William IV, `the sailor King', altered the coinage but little from his predecessor. The largest gold coin, the two-pound piece, was never issued for circulation and only appears in the proof sets of 1831. The crown too, only appears as a proof, but some specimens turn up in rather worn condition nowadays, indicating that they may have slipped into circulation by mistake. Owing to the fact that the crown completes a `type' set of crown pieces for the collector of English coins, it is now a much sought after coin and commands a high price.

Groats (fourpenny pieces) bearing the figure of Britannia seated, were struck in 1836 and 1837 and continued to be struck with the same design during the early years of Victoria's reign.

Half- and third-farthings were again struck for use in the colonies together with a new coin, the three-halfpence, that first appeared in 1834. This latter coin was only struck between 1834 and 1837 during William's reign, but was also issued between 1838 and 1843 and in 1860, 1862 and 1870 by Victoria.

The reign of Victoria may be divided into three periods; coins struck between 1838 and 1887, bearing the young head of the queen, from 1887 to 1893 with the `Jubilee' head and from 1893 to 1901 with an older portrait. During the first period the highest denomination issued for circulation was the sovereign. The crown was first struck in 1839 but only as a proof and it was not until 1844 that large numbers were issued for circulation. The year 1847 saw the striking of a rather unusual coin which is a typical example of Victorian art but which is nevertheless a rather delightful coin; this was the so-called `Gothic' crown. These coins were never issued for circulation, but a comparatively large number of proofs were struck and so examples of this coin can today be obtained at a reasonable figure. A similar design was adopted for the florin in 1851 and since the date appears on the obverse of the coin in Roman numerals, it is often thought by the uninitiated to have no date at all. The first florin had been struck in 1849 with a bust similar to that on the Gothic crown and had earned itself the name `Godless' florin because the letters D:G: or Dei Gratia (By the Grace of God) were omitted from the design.

The other silver denominations together with the copper coins bear the uncrowned young head of the queen which was altered in 1887 to that of the crowned `Jubilee' head; no copper coins were struck with this type, however. In 1860 bronze coins were introduced to replace the large copper coins which were rather clumsy and soon became worn because of the softness of the metal and the amount of circulation they received. The young head was maintained until 1894 on the pennies and halfpennies, 1895 on the farthings and 1885 on the third-farthings.
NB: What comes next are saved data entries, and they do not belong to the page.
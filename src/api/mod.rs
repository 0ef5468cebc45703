pub mod attendance_records;
pub mod calculation_periods;
pub mod employees;
pub mod excel_templates;
pub mod freee_expenses;
pub mod kincone_transportation;
pub mod payroll;
pub mod records;
pub mod upload;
The obverse design for the `Jubilee' coins was by Sir J. Boehm, the engraving for the dies being executed by L. C. Wyon who also designed the reverse. Although the general design for the obverse is a good one, the result is spoilt by an over-small crown balanced none too securely on top of the Queen's head. Five-pound and two-pound pieces, together with sovereigns and half-sovereigns were produced in large quantities and today these are some of the commonest gold coins in the English series. Double-florins or four shilling pieces were struck for the first time in 1887 and continued until 1890, by which time they had become so unpopular that the issue was discontinued. The reverses used for both gold and silver during the period 1887 to 1893 did not alter with the exception of the sixpence. The original design for this coin had been the usual crowned bust of the queen on the obverse whilst the reverse bore a crowned shield. The result was a marked similarity to the half-sovereign, a fact which was noted by some unscrupulous members of the public who proceeded to gild the sixpences and pass them off as half-sovereigns. During the latter part of 1887 therefore, the reverse design was altered by putting the word sixpence within a laurel wreath.

In 1893 the Jubilee type was replaced by a portrait more suited to the queen who was now in her seventy-fourth year and depicts a much older bust wearing a coronet from which flows a long veil (PLATE IX, 4). The letters uNm:nvm are also included in her titles on these coins; she had become Empress of India in 1876 but this fact had not previously been noted on the coinage.

Edward VII who succeeded Victoria in 1901 continued to issue the same denominations as his mother and no new values were struck.

George V also followed the same pattern of coinage as his predecessor but more variety of types occurs during the reign due to there being two different reverse designs for most of the coins and some slight variations in the bust on the obverse.

Following the 1914-18 war, the price of silver rose alarmingly until in 1920 the coins were worth more for the metal than their face value. Consequently a debased silver coinage containing only fifty per cent silver was issued. George V's Jubilee was celebrated in 1935 and to commemorate this a crown piece with a new design was issued. The reverse design is St George on a spirited horse rearing over a dragon. This design by Percy Metcalfe is a very modernistic one and has earned little admiration from collectors.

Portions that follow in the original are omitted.